* TASK OBJECTIVE: Copy every line of the records below that holds the word "Configuration".

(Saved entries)
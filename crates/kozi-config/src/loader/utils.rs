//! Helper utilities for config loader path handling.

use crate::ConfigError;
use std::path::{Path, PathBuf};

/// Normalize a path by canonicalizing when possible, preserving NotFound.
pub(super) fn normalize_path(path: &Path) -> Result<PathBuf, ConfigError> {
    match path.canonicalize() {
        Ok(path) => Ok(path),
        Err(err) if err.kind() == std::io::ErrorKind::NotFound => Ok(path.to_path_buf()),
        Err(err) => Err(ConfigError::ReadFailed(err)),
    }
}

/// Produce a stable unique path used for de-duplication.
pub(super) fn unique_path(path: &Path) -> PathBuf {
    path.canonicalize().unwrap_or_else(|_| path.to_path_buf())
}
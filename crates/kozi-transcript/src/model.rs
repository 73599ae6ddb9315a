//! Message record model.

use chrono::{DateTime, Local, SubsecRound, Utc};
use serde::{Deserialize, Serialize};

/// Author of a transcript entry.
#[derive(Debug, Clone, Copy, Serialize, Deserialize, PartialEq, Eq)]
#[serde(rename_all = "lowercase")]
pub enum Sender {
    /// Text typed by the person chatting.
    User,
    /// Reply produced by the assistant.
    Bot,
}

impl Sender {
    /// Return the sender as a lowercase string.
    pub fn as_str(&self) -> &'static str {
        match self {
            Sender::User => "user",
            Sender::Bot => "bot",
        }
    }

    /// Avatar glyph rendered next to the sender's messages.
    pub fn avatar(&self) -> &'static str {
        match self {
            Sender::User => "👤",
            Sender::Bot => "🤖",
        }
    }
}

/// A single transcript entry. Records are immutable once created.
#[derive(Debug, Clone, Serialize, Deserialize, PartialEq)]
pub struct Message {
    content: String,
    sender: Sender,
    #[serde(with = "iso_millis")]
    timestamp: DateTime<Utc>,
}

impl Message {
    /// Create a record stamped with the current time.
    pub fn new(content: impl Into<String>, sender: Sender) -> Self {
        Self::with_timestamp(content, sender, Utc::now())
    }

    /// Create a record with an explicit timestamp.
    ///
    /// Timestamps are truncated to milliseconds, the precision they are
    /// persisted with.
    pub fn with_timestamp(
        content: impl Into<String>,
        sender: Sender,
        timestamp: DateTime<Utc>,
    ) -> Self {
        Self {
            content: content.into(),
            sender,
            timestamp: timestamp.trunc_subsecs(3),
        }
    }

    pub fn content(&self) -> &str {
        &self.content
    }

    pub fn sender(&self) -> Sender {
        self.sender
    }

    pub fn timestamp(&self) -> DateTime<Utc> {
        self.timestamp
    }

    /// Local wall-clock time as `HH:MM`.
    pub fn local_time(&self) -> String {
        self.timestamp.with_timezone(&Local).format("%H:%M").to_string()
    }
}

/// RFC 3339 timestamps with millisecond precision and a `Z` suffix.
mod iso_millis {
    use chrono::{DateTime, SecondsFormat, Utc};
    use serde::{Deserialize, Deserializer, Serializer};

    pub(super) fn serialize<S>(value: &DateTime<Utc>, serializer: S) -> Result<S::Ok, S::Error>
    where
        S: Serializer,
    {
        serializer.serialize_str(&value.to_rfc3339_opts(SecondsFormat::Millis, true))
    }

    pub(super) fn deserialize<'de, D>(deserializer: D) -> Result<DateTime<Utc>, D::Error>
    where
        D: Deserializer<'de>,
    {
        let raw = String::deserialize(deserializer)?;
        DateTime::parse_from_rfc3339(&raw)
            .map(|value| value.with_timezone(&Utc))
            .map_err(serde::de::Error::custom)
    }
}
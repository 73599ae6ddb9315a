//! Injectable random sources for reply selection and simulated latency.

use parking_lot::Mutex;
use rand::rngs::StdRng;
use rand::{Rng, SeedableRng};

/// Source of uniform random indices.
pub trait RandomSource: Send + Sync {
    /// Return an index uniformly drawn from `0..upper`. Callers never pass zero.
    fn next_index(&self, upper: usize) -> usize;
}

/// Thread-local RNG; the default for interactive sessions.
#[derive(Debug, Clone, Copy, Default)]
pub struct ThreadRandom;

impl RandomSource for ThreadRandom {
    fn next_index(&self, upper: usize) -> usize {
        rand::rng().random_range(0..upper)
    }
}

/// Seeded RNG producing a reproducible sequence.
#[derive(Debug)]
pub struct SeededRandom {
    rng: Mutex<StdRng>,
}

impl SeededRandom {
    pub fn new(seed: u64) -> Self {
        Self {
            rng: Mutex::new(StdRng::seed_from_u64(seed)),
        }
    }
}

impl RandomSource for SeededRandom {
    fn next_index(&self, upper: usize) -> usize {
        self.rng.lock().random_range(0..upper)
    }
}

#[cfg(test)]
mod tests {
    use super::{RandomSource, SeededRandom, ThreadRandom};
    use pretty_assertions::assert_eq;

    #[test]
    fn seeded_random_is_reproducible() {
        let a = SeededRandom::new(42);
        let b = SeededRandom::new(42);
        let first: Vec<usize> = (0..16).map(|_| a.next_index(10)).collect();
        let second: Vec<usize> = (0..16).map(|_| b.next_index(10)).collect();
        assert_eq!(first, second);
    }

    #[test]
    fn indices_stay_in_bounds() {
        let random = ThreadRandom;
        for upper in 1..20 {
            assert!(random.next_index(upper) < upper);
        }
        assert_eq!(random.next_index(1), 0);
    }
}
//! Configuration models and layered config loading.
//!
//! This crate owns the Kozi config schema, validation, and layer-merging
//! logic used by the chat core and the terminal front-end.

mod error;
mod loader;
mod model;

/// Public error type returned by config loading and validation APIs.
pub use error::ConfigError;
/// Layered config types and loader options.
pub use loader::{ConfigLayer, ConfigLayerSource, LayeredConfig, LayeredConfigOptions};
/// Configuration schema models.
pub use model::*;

* RESPONSE BELOW:
//! Configuration models and layered config loading.
/// Configuration schema models.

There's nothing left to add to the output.